UNRELIABLE NARRATOR AND DOUBT IN THE TURN OF THE SCREW BY HENRY JAMES
Author(s) -
Tamara Kyrpyta
Publication year - 2019
Publication title -
anglìstika ta amerikanìstika
Language(s) - English
Resource type - Journals
eISSN - 2409-921X
pISSN - 2313-500X
DOI - 10.15421/381922
Subject(s) - narrative , ambiguity , narratology , literature , novella , character (mathematics) , content (measure theory) , relation (database) , aesthetics , narrativity , portrait , philosophy , history , art , art history , linguistics , mathematical analysis , geometry , mathematics , database , computer science
In this article we explore the narrative features of The Turn of the Screw by Henry James.
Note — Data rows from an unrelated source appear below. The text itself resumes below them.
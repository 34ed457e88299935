use chrono::Duration;
use serde::{Deserialize, Serialize};
use std::fmt;

/// Signal timeframe. Each one maps to a fixed validity window after generation.
#[derive(Debug, Clone, Copy, PartialEq, Eq, Hash, PartialOrd, Ord, Serialize, Deserialize)]
pub enum Timeframe {
    #[serde(rename = "15m")]
    M15,
    #[serde(rename = "1h")]
    H1,
    #[serde(rename = "4h")]
    H4,
    #[serde(rename = "1d")]
    D1,
    #[serde(rename = "1w")]
    W1,
}

impl Timeframe {
    pub const ALL: [Timeframe; 5] = [
        Timeframe::M15,
        Timeframe::H1,
        Timeframe::H4,
        Timeframe::D1,
        Timeframe::W1,
    ];

    pub fn as_str(&self) -> &'static str {
        match self {
            Timeframe::M15 => "15m",
            Timeframe::H1 => "1h",
            Timeframe::H4 => "4h",
            Timeframe::D1 => "1d",
            Timeframe::W1 => "1w",
        }
    }

    /// How long a signal on this timeframe stays open before it expires.
    pub fn validity(&self) -> Duration {
        match self {
            Timeframe::M15 => Duration::hours(4),
            Timeframe::H1 => Duration::hours(24),
            Timeframe::H4 => Duration::days(3),
            Timeframe::D1 => Duration::days(7),
            Timeframe::W1 => Duration::days(30),
        }
    }

    pub fn from_str_loose(s: &str) -> Option<Timeframe> {
        match s.trim().to_lowercase().as_str() {
            "15m" | "m15" => Some(Timeframe::M15),
            "1h" | "h1" => Some(Timeframe::H1),
            "4h" | "h4" => Some(Timeframe::H4),
            "1d" | "d1" => Some(Timeframe::D1),
            "1w" | "w1" => Some(Timeframe::W1),
            _ => None,
        }
    }
}

impl fmt::Display for Timeframe {
    fn fmt(&self, f: &mut fmt::Formatter<'_>) -> fmt::Result {
        write!(f, "{}", self.as_str())
    }
}

#[cfg(test)]
mod tests {
    use super::*;

    #[test]
    fn validity_grows_with_timeframe() {
        let durations: Vec<Duration> = Timeframe::ALL.iter().map(|tf| tf.validity()).collect();
        assert!(durations.windows(2).all(|w| w[0] < w[1]));
    }

    #[test]
    fn parses_loose_names() {
        assert_eq!(Timeframe::from_str_loose("4H"), Some(Timeframe::H4));
        assert_eq!(Timeframe::from_str_loose(" 1w "), Some(Timeframe::W1));
        assert_eq!(Timeframe::from_str_loose("3m"), None);
    }

    #[test]
    fn serde_uses_short_names() {
        let json = serde_json::to_string(&Timeframe::D1).unwrap();
        assert_eq!(json, "\"1d\"");
    }
}
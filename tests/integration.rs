mod common;

use chrono::Duration;
use std::sync::Arc;

use signal_verifier::analytics::{self, PatternAnalyzer, PerformanceAggregator};
use signal_verifier::clock::ManualClock;
use signal_verifier::config::Config;
use signal_verifier::monitor::{NotificationKind, RealTimeMonitor};
use signal_verifier::trading::lifecycle::{DataQuality, ExpiryPolicy};
use signal_verifier::trading::signal::Target;
use signal_verifier::trading::{
    JsonFileStore, MemoryStore, TradeLifecycleManager, TradeScope, TradeState, TradeStatus,
    TradeStore,
};

use common::{base_time, long_request, ticks_from, MockPrices, RacingStore};

fn test_config() -> Config {
    Config {
        provider: "file".to_string(),
        coinbase_api_key: String::new(),
        coinbase_api_secret: String::new(),
        price_data_dir: String::new(),
        store_path: String::new(),
        notional_usd: 1000.0,
        expiry_policy: ExpiryPolicy::ByPnl,
        monitor_interval_secs: 1,
        materiality_threshold_pct: 5.0,
        max_concurrent_evaluations: 2,
        pattern_significance: 0.05,
        pattern_min_expected: 5.0,
        pattern_min_occurrences: 5,
        pattern_top_n: 10,
        log_dir: String::new(),
        log_level: "debug".to_string(),
    }
}

struct World {
    store: Arc<dyn TradeStore>,
    prices: Arc<MockPrices>,
    clock: Arc<ManualClock>,
    manager: Arc<TradeLifecycleManager>,
}

fn world_with(store: Arc<dyn TradeStore>) -> World {
    let prices = Arc::new(MockPrices::new());
    let clock = Arc::new(ManualClock::new(base_time()));
    let manager = Arc::new(TradeLifecycleManager::from_config(
        &test_config(),
        store.clone(),
        prices.clone(),
        clock.clone(),
    ));
    World {
        store,
        prices,
        clock,
        manager,
    }
}

fn world() -> World {
    world_with(Arc::new(MemoryStore::new()))
}

#[tokio::test]
async fn verify_all_then_analytics() {
    let w = world();
    w.manager.register(long_request("btc-1", "BTC", 100.0)).await.unwrap();
    w.manager.register(long_request("eth-1", "ETH", 200.0)).await.unwrap();
    w.manager.register(long_request("sol-1", "SOL", 50.0)).await.unwrap();
    w.manager.register(long_request("xrp-1", "XRP", 1.0)).await.unwrap();

    // BTC runs the whole ladder, ETH tags TP1 then stops, SOL drifts up until expiry
    w.prices.push("BTC", ticks_from(base_time(), &[101.0, 105.0, 111.0, 121.0]));
    w.prices.push("ETH", ticks_from(base_time(), &[201.0, 210.5, 199.0, 189.0]));
    w.prices.push("SOL", ticks_from(base_time(), &[50.5, 51.0, 51.5]));
    w.clock.advance(Duration::days(4));

    let summary = w.manager.verify_all(&TradeScope::all()).await.unwrap();
    assert_eq!(summary.verified, 4);
    assert_eq!(summary.updated, 4);
    assert!(summary.errors.is_empty());

    let status = |id: &'static str| {
        let store = w.store.clone();
        async move { store.get(id).await.unwrap().status() }
    };
    assert_eq!(status("btc-1").await, TradeStatus::CompletedSuccess);
    assert_eq!(status("eth-1").await, TradeStatus::CompletedFailure);
    assert_eq!(status("sol-1").await, TradeStatus::CompletedSuccess);
    assert_eq!(status("xrp-1").await, TradeStatus::IncompleteData);

    // Second pass is a no-op
    let again = w.manager.verify_all(&TradeScope::all()).await.unwrap();
    assert_eq!(again.verified, 0);

    let stats = analytics::performance(
        w.store.as_ref(),
        &TradeScope::all(),
        &PerformanceAggregator::default(),
    )
    .await
    .unwrap();
    assert_eq!(stats.total_trades, 4);
    assert_eq!(stats.wins, 2);
    assert_eq!(stats.losses, 1);
    assert_eq!(stats.by_status["incomplete_data"], 1);
    // 95 + 0 + 30
    assert!((stats.total_pnl_usd - 125.0).abs() < 1e-6);
    assert!(stats.advanced.profit_factor.is_infinite());

    let eth_only = analytics::performance(
        w.store.as_ref(),
        &TradeScope::symbol("eth"),
        &PerformanceAggregator::default(),
    )
    .await
    .unwrap();
    assert_eq!(eth_only.total_trades, 1);
    assert_eq!(eth_only.success_rate, Some(0.0));

    let patterns = analytics::patterns(w.store.as_ref(), &TradeScope::all(), &PatternAnalyzer::default())
        .await
        .unwrap();
    assert_eq!(patterns.winners, 2);
    assert!(patterns.success_factors.is_empty());
}

#[tokio::test]
async fn monitor_follows_trade_to_stop() {
    let w = world();
    let monitor = RealTimeMonitor::new(w.manager.clone(), &test_config());
    let mut rx = monitor.subscribe();
    w.manager.register(long_request("t1", "BTC", 100.0)).await.unwrap();

    w.prices.push("BTC", ticks_from(base_time(), &[101.0, 105.5]));
    w.clock.advance(Duration::minutes(2));
    monitor.sweep().await.unwrap();
    let n = rx.try_recv().unwrap();
    assert_eq!(n.kind, NotificationKind::TargetHit);
    assert_eq!(n.target, Some(Target::Tp1));

    w.prices.push("BTC", ticks_from(base_time() + Duration::minutes(2), &[110.5]));
    w.clock.advance(Duration::minutes(1));
    monitor.sweep().await.unwrap();
    assert_eq!(rx.try_recv().unwrap().target, Some(Target::Tp2));

    w.prices.push("BTC", ticks_from(base_time() + Duration::minutes(3), &[94.0]));
    w.clock.advance(Duration::minutes(1));
    let report = monitor.sweep().await.unwrap();
    assert_eq!(report.closed, 1);
    let stop = rx.try_recv().unwrap();
    assert_eq!(stop.target, Some(Target::StopLoss));
    assert_eq!(stop.status, TradeStatus::CompletedFailure);

    // 2.5 + 3.0 - 1.0
    let record = w.store.get("t1").await.unwrap();
    let pnl = record.state.pnl().unwrap();
    assert!((pnl.net_percent - 4.5).abs() < 1e-9);

    let report = monitor.sweep().await.unwrap();
    assert_eq!(report.active, 0);
}

#[tokio::test]
async fn fetch_failure_is_isolated_to_one_trade() {
    let w = world();
    let monitor = RealTimeMonitor::new(w.manager.clone(), &test_config());
    w.manager.register(long_request("ok", "BTC", 100.0)).await.unwrap();
    w.manager.register(long_request("down", "ETH", 100.0)).await.unwrap();
    w.prices.push("BTC", ticks_from(base_time(), &[106.0]));
    w.prices.push("ETH", ticks_from(base_time(), &[106.0]));
    w.prices.fail("ETH", true);
    w.clock.advance(Duration::minutes(1));

    let report = monitor.sweep().await.unwrap();
    assert_eq!(report.active, 2);
    assert_eq!(report.errors.len(), 1);
    assert_eq!(report.errors[0].trade_id, "down");
    assert_eq!(report.updated, 1);

    let down = w.store.get("down").await.unwrap();
    assert_eq!(down.status(), TradeStatus::Active);
    assert_eq!(down.version, 0);

    // Provider recovers; the trade catches up on the next sweep
    w.prices.fail("ETH", false);
    let report = monitor.sweep().await.unwrap();
    assert!(report.errors.is_empty());
    let down = w.store.get("down").await.unwrap();
    assert!(down.state.result().unwrap().hits.is_hit(Target::Tp1));
}

#[tokio::test]
async fn expired_fetch_failure_never_marks_incomplete() {
    let w = world();
    w.manager.register(long_request("t1", "BTC", 100.0)).await.unwrap();
    w.prices.fail("BTC", true);
    w.clock.advance(Duration::days(4));

    let summary = w.manager.verify_all(&TradeScope::all()).await.unwrap();
    assert_eq!(summary.errors.len(), 1);
    assert_eq!(
        w.store.get("t1").await.unwrap().status(),
        TradeStatus::Active
    );
}

#[tokio::test]
async fn back_to_back_evaluations_commit_once() {
    let w = world();
    w.manager.register(long_request("t1", "BTC", 100.0)).await.unwrap();
    w.prices.push("BTC", ticks_from(base_time(), &[101.0, 106.0]));
    w.clock.advance(Duration::minutes(5));

    let (a, b) = tokio::join!(w.manager.verify("t1"), w.manager.advance("t1"));
    assert!(a.is_ok());
    assert!(b.is_ok());
    assert_eq!(w.store.get("t1").await.unwrap().version, 1);
}

#[tokio::test]
async fn lost_commit_race_is_retried_once() {
    let store = Arc::new(RacingStore::new());
    let w = world_with(store.clone());
    w.manager.register(long_request("t1", "BTC", 100.0)).await.unwrap();
    w.prices.push("BTC", ticks_from(base_time(), &[101.0, 106.0]));
    w.clock.advance(Duration::minutes(2));

    store.race_with(TradeState::initial());
    let t = w.manager.verify("t1").await.unwrap();
    assert_eq!(store.raced(), 1);
    assert!(t.changed);
    assert_eq!(t.to, TradeStatus::Active);
    assert_eq!(t.new_hits.len(), 1);
    assert_eq!(t.new_hits[0].0, Target::Tp1);

    let record = w.store.get("t1").await.unwrap();
    assert_eq!(record.version, 2);
    assert!(record.state.result().unwrap().hits.is_hit(Target::Tp1));
}

#[tokio::test]
async fn lost_race_to_a_terminal_write_is_a_no_op() {
    let store = Arc::new(RacingStore::new());
    let w = world_with(store.clone());
    w.manager.register(long_request("t1", "BTC", 100.0)).await.unwrap();
    w.prices.push("BTC", ticks_from(base_time(), &[101.0, 106.0]));
    w.clock.advance(Duration::minutes(2));

    store.race_with(TradeState::IncompleteData {
        checked_at: w.manager.now(),
        data: DataQuality::empty("other", w.manager.now()),
    });
    let t = w.manager.verify("t1").await.unwrap();
    assert_eq!(store.raced(), 1);
    assert!(!t.changed);
    assert_eq!(t.to, TradeStatus::IncompleteData);

    let record = w.store.get("t1").await.unwrap();
    assert_eq!(record.version, 1);
    assert_eq!(record.status(), TradeStatus::IncompleteData);
}

#[tokio::test]
async fn json_store_survives_restart() {
    let path = std::env::temp_dir().join(format!("signal_it_{}/trades.json", std::process::id()));
    let _ = std::fs::remove_file(&path);

    {
        let w = world_with(Arc::new(JsonFileStore::open(&path).unwrap()));
        w.manager.register(long_request("t1", "BTC", 100.0)).await.unwrap();
        w.prices.push("BTC", ticks_from(base_time(), &[94.0]));
        w.clock.advance(Duration::minutes(1));
        w.manager.verify("t1").await.unwrap();
    }

    let reopened = JsonFileStore::open(&path).unwrap();
    let record = reopened.get("t1").await.unwrap();
    assert_eq!(record.status(), TradeStatus::CompletedFailure);
    assert_eq!(
        record.state.result().unwrap().hits.stop_loss.unwrap().price,
        95.0
    );
    let _ = std::fs::remove_file(&path);
}
pub mod analytics;
pub mod clock;
pub mod config;
pub mod error;
pub mod models;
pub mod monitor;
pub mod prices;
#[cfg(test)]
pub mod test_helpers;
pub mod trading;
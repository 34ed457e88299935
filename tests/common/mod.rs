#![allow(dead_code)]

use async_trait::async_trait;
use chrono::{DateTime, Duration, Utc};
use std::collections::{HashMap, HashSet};
use std::sync::Mutex;

use signal_verifier::error::{Result, VerifyError};
use signal_verifier::models::{Direction, PriceSample, PriceSeries, Timeframe};
use signal_verifier::prices::PriceHistoryProvider;
use signal_verifier::trading::signal::{
    MarketSnapshot, SignalRequest, TakeProfit, TargetLadder, TradeSignal,
};
use signal_verifier::trading::{MemoryStore, TradeRecord, TradeScope, TradeState, TradeStore};

pub fn base_time() -> DateTime<Utc> {
    DateTime::parse_from_rfc3339("2024-01-15T12:00:00Z")
        .unwrap()
        .with_timezone(&Utc)
}

/// Close-only samples at 1m spacing from `start`.
pub fn ticks_from(start: DateTime<Utc>, prices: &[f64]) -> Vec<PriceSample> {
    prices
        .iter()
        .enumerate()
        .map(|(i, &p)| PriceSample::tick(start + Duration::minutes(i as i64), p))
        .collect()
}

/// Long 4h signal at `entry` with TPs at +5 / +10 / +20 % and the stop at -5 %.
pub fn long_request(id: &str, symbol: &str, entry: f64) -> SignalRequest {
    SignalRequest {
        id: id.to_string(),
        symbol: symbol.to_string(),
        direction: Direction::Long,
        entry_price: entry,
        ladder: TargetLadder::new(
            TakeProfit::new(entry * 1.05, 50.0),
            TakeProfit::new(entry * 1.10, 30.0),
            TakeProfit::new(entry * 1.20, 20.0),
        ),
        stop_loss: entry * 0.95,
        timeframe: Timeframe::H4,
        confidence: 70.0,
        generated_at: base_time(),
        snapshot: MarketSnapshot::default(),
    }
}

/// In-memory price source that can be told to fail for chosen symbols.
#[derive(Default)]
pub struct MockPrices {
    data: Mutex<HashMap<String, Vec<PriceSample>>>,
    failing: Mutex<HashSet<String>>,
    calls: Mutex<usize>,
}

impl MockPrices {
    pub fn new() -> Self {
        Self::default()
    }

    pub fn push(&self, symbol: &str, samples: Vec<PriceSample>) {
        let mut data = self.data.lock().unwrap();
        data.entry(symbol.to_uppercase()).or_default().extend(samples);
    }

    pub fn fail(&self, symbol: &str, failing: bool) {
        let mut set = self.failing.lock().unwrap();
        if failing {
            set.insert(symbol.to_uppercase());
        } else {
            set.remove(&symbol.to_uppercase());
        }
    }

    pub fn calls(&self) -> usize {
        *self.calls.lock().unwrap()
    }
}

#[async_trait]
impl PriceHistoryProvider for MockPrices {
    fn name(&self) -> &str {
        "mock"
    }

    async fn get_prices(
        &self,
        symbol: &str,
        from: DateTime<Utc>,
        to: DateTime<Utc>,
    ) -> Result<PriceSeries> {
        *self.calls.lock().unwrap() += 1;
        if self.failing.lock().unwrap().contains(&symbol.to_uppercase()) {
            return Err(VerifyError::FetchFailure {
                symbol: symbol.to_string(),
                reason: "simulated outage".to_string(),
            });
        }
        let data = self.data.lock().unwrap();
        let samples = data
            .get(&symbol.to_uppercase())
            .map(|s| {
                s.iter()
                    .filter(|p| p.timestamp >= from && p.timestamp <= to)
                    .cloned()
                    .collect()
            })
            .unwrap_or_default();
        Ok(PriceSeries::new(samples))
    }
}

/// Memory store that lets another writer win the race for the next commit.
#[derive(Default)]
pub struct RacingStore {
    inner: MemoryStore,
    competing: Mutex<Option<TradeState>>,
    raced: Mutex<usize>,
}

impl RacingStore {
    pub fn new() -> Self {
        Self::default()
    }

    /// Commit `state` on the caller's behalf just before its next commit lands.
    pub fn race_with(&self, state: TradeState) {
        *self.competing.lock().unwrap() = Some(state);
    }

    pub fn raced(&self) -> usize {
        *self.raced.lock().unwrap()
    }
}

#[async_trait]
impl TradeStore for RacingStore {
    async fn insert(&self, signal: TradeSignal) -> Result<TradeRecord> {
        self.inner.insert(signal).await
    }

    async fn get(&self, id: &str) -> Result<TradeRecord> {
        self.inner.get(id).await
    }

    async fn list(&self, scope: &TradeScope) -> Result<Vec<TradeRecord>> {
        self.inner.list(scope).await
    }

    async fn commit(
        &self,
        id: &str,
        expected_version: u64,
        state: TradeState,
        at: DateTime<Utc>,
    ) -> Result<TradeRecord> {
        let competing = self.competing.lock().unwrap().take();
        if let Some(other) = competing {
            self.inner.commit(id, expected_version, other, at).await?;
            *self.raced.lock().unwrap() += 1;
        }
        self.inner.commit(id, expected_version, state, at).await
    }
}
pub mod patterns;
pub mod performance;
pub mod report;
pub mod stats;

pub use patterns::{PatternAnalysis, PatternAnalyzer, PatternRecord};
pub use performance::{AdvancedMetrics, PerformanceAggregator, PerformanceStats};

use crate::error::Result;
use crate::trading::store::{TradeScope, TradeStore};

/// Performance over a snapshot of the trades in `scope`.
pub async fn performance(
    store: &dyn TradeStore,
    scope: &TradeScope,
    aggregator: &PerformanceAggregator,
) -> Result<PerformanceStats> {
    let records = store.list(scope).await?;
    Ok(aggregator.compute(&records))
}

/// Significant generation-time patterns over a snapshot of the trades in `scope`.
pub async fn patterns(
    store: &dyn TradeStore,
    scope: &TradeScope,
    analyzer: &PatternAnalyzer,
) -> Result<PatternAnalysis> {
    let records = store.list(scope).await?;
    Ok(analyzer.analyze(&records))
}
//! # Weather Provider Config
//! Env-driven configuration for the weather signal. A missing API key is not
//! an error: the provider comes up disabled and every lookup degrades to the
//! neutral default without touching the network.

use std::time::Duration;

/// OpenWeather current-conditions endpoint root.
pub const DEFAULT_BASE_URL: &str = "https://api.openweathermap.org/data/2.5";

const ENV_API_KEY: &str = "OPENWEATHER_API_KEY";
const ENV_BASE_URL: &str = "OPENWEATHER_BASE_URL";

#[derive(Debug, Clone)]
pub struct WeatherConfig {
    /// `None` disables outbound calls entirely.
    pub api_key: Option<String>,
    pub base_url: String,
    /// Hard budget for one fetch attempt; doubles as the cancellation mechanism.
    pub fetch_timeout: Duration,
    /// Freshness window for cached snapshots.
    pub cache_ttl: Duration,
}

impl Default for WeatherConfig {
    fn default() -> Self {
        Self {
            api_key: None,
            base_url: DEFAULT_BASE_URL.to_string(),
            fetch_timeout: Duration::from_secs(5),
            cache_ttl: Duration::from_secs(15 * 60),
        }
    }
}

impl WeatherConfig {
    /// Load from the environment (`.env` honored):
    /// `OPENWEATHER_API_KEY`, optional `OPENWEATHER_BASE_URL`.
    pub fn from_env() -> Self {
        dotenvy::dotenv().ok();

        let api_key = std::env::var(ENV_API_KEY)
            .ok()
            .map(|k| k.trim().to_string())
            .filter(|k| !k.is_empty());
        let base_url = std::env::var(ENV_BASE_URL)
            .ok()
            .filter(|u| !u.trim().is_empty())
            .unwrap_or_else(|| DEFAULT_BASE_URL.to_string());

        Self {
            api_key,
            base_url,
            ..Self::default()
        }
    }
}
//! # Meal Windows
//! Time-of-day demand boost built from a small ordered table of windows,
//! all evaluated by one clamped-linear interpolation routine so the boundary
//! math stays symmetric and testable per segment.
//!
//! Each smoothed window ramps over its own first and last 30 minutes, from
//! and to the neighbouring segment's value, so the curve has no jump at any
//! window edge. The full table score is only reached in a window's middle
//! portion. Late night is flat and unsmoothed.

/// Boost outside every named window.
pub const OFF_PEAK_BOOST: f64 = 20.0;

/// Length of the entry/exit ramp inside a smoothed window, in hours.
const RAMP_HOURS: f64 = 0.5;

#[derive(Debug, Clone, Copy, PartialEq, Eq)]
enum WindowKind {
    Breakfast,
    Lunch,
    Dinner,
    LateNight,
}

struct MealWindow {
    kind: WindowKind,
    /// Local-hour bounds, half-open `[start, end)`.
    start: f64,
    end: f64,
    /// Score in the window's middle portion.
    level: f64,
    /// Value the exit ramp lands on (the next segment's score).
    exit_to: f64,
    smooth: bool,
}

/// Ordered, non-overlapping; gaps are off-peak.
const WINDOWS: [MealWindow; 4] = [
    MealWindow {
        kind: WindowKind::Breakfast,
        start: 7.0,
        end: 10.0,
        level: 40.0,
        exit_to: OFF_PEAK_BOOST,
        smooth: true,
    },
    MealWindow {
        kind: WindowKind::Lunch,
        start: 11.0,
        end: 14.0,
        level: 80.0,
        exit_to: OFF_PEAK_BOOST,
        smooth: true,
    },
    MealWindow {
        kind: WindowKind::Dinner,
        start: 17.0,
        end: 21.0,
        level: 100.0,
        // Dinner hands over to late night, keeping 21:00 continuous.
        exit_to: 50.0,
        smooth: true,
    },
    MealWindow {
        kind: WindowKind::LateNight,
        start: 21.0,
        end: 24.0,
        level: 50.0,
        exit_to: 50.0,
        smooth: false,
    },
];

/// Clamped linear interpolation of `[from, to]` over `[start, end]`.
fn lerp(from: f64, to: f64, start: f64, end: f64, h: f64) -> f64 {
    let t = ((h - start) / (end - start)).clamp(0.0, 1.0);
    from + (to - from) * t
}

/// Meal-time boost for a fractional local hour in [0, 24). Output in [20, 100].
///
/// Weekends multiply breakfast by 1.1 and dinner by 1.2 (ramps included),
/// capped at 100, applied after the window/ramp value is computed.
pub fn meal_time_boost(hour: f64, is_weekend: bool) -> f64 {
    let Some(w) = WINDOWS.iter().find(|w| hour >= w.start && hour < w.end) else {
        return OFF_PEAK_BOOST;
    };

    let raw = if !w.smooth {
        w.level
    } else if hour < w.start + RAMP_HOURS {
        lerp(OFF_PEAK_BOOST, w.level, w.start, w.start + RAMP_HOURS, hour)
    } else if hour >= w.end - RAMP_HOURS {
        lerp(w.level, w.exit_to, w.end - RAMP_HOURS, w.end, hour)
    } else {
        w.level
    };
    // Rounded at evaluation time; the weekend multiplier scales the rounded value.
    let raw = raw.round();

    let boosted = if is_weekend {
        match w.kind {
            WindowKind::Breakfast => raw * 1.1,
            WindowKind::Dinner => raw * 1.2,
            WindowKind::Lunch | WindowKind::LateNight => raw,
        }
    } else {
        raw
    };

    boosted.min(100.0).round()
}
This work is considered to be one of the most controversial in relation to the author's design and description of the characters. Until recently, the controversy was focused only on whether the events in the narrative are really mystical (within the reality of the text), or the ghosts described by the heroine are the product of her imagination. In recent years there has been a tendency to consider this work in the light of narratology and structuralism. We consider this approach to be appropriate, because for Henry James as a writer and a literary critic the form and content of the text were inextricably linked, and in his later writings he sometimes favored a form over content. The Turn of the Screw is known primarily for its ambiguity. Written in the genre of "scary tales," it not only reveals the events in Bly, but, which is typical of late James, draws a psychological portrait of the main character. The narrative features of The Turn of the Screw create the effect of an "unreliable narrator", and this has caused controversy in the literary environment as to whether the ghosts that the governess speaks about are real or generated by her sick imagination; whether Flora and Miles are innocent children or they have already been spoiled by the vicious servants, whose influence the governess is trying to protect them from. We are inclined to believe that the ambiguity of the novella was the author's intention. Considering the focusing of the work, we arrive at the conclusion that the work is double-layered. On the surface, there is a scary ghost story, and beneath there is an allegory of oppression of forced respectability from which the protagonist is afflicted with.